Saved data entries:
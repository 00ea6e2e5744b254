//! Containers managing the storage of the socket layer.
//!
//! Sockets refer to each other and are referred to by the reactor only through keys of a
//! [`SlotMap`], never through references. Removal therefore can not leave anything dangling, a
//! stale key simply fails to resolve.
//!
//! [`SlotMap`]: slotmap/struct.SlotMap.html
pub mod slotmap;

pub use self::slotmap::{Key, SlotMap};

---

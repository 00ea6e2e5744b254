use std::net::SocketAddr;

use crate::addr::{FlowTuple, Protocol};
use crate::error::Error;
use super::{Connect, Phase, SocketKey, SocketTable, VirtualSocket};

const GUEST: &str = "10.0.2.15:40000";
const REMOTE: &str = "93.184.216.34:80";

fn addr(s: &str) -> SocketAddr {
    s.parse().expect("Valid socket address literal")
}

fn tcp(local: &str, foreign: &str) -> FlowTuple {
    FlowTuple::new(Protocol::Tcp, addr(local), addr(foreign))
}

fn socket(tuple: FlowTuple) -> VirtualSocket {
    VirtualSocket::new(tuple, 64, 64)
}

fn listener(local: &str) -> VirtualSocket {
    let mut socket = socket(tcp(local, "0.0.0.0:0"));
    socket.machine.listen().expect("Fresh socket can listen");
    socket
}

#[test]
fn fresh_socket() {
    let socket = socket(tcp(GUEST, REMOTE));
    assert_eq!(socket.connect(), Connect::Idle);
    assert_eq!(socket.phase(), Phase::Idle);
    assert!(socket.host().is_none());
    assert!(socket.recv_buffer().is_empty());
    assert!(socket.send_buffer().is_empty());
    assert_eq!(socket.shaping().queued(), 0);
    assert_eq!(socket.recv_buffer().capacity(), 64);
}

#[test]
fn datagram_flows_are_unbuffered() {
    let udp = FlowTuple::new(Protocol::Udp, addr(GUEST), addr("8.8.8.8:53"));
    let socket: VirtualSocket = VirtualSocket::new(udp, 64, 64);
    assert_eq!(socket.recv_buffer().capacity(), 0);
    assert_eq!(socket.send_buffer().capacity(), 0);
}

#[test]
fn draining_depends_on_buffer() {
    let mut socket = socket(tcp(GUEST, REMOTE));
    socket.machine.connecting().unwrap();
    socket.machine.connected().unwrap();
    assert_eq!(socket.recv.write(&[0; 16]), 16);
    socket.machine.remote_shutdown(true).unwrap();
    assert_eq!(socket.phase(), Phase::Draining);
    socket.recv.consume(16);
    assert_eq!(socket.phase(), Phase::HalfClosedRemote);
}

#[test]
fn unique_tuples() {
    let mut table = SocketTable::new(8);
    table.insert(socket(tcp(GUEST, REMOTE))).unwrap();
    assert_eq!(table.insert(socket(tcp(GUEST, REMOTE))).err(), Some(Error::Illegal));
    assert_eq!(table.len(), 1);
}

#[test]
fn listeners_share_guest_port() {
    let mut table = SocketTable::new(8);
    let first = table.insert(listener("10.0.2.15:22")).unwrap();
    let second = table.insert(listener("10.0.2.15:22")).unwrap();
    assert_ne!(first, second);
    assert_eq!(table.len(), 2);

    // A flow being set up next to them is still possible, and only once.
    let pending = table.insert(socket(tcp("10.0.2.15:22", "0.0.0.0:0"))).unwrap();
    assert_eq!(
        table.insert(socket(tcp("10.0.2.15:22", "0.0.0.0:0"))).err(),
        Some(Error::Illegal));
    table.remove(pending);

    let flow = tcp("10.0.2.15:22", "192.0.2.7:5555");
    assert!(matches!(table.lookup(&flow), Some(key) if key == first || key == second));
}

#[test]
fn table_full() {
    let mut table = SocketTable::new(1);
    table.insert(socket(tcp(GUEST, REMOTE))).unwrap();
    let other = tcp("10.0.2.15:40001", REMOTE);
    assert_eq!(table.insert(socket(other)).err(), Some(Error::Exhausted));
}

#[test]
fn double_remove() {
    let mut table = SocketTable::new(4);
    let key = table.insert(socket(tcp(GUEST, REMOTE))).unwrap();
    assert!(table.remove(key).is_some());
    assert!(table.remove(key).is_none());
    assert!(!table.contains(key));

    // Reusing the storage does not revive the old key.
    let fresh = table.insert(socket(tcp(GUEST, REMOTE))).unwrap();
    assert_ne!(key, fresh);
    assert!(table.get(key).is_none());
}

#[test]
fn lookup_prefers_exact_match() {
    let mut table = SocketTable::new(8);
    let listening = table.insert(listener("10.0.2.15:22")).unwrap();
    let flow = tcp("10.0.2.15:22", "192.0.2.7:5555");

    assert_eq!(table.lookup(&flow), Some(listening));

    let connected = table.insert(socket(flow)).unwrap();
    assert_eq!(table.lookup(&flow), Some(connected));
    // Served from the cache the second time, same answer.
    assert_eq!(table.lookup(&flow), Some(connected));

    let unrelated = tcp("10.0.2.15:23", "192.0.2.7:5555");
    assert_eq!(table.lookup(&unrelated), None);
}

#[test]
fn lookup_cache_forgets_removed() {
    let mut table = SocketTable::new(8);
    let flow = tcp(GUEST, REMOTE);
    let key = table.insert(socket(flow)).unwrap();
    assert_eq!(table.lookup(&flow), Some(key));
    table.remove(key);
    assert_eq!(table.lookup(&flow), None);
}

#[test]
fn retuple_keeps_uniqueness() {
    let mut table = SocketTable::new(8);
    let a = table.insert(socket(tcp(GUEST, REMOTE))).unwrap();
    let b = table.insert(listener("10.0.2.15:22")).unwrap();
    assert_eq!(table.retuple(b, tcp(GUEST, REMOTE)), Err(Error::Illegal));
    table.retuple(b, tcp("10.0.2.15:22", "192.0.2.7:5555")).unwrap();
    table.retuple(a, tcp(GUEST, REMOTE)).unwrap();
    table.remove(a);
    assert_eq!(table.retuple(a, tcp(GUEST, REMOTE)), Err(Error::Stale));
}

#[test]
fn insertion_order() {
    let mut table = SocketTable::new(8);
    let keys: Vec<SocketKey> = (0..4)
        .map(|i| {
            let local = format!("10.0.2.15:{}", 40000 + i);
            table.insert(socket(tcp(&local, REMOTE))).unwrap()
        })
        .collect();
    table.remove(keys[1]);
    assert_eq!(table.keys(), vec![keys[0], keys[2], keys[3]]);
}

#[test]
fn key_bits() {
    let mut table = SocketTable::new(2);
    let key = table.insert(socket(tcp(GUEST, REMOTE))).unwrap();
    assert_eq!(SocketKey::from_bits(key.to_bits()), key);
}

[Exercise goal]: Find all lines holding the word "listening" in the records above and copy them.

[Task output]:
    let listening = table.insert(listener("10.0.2.15:22")).unwrap();
    assert_eq!(table.lookup(&flow), Some(listening));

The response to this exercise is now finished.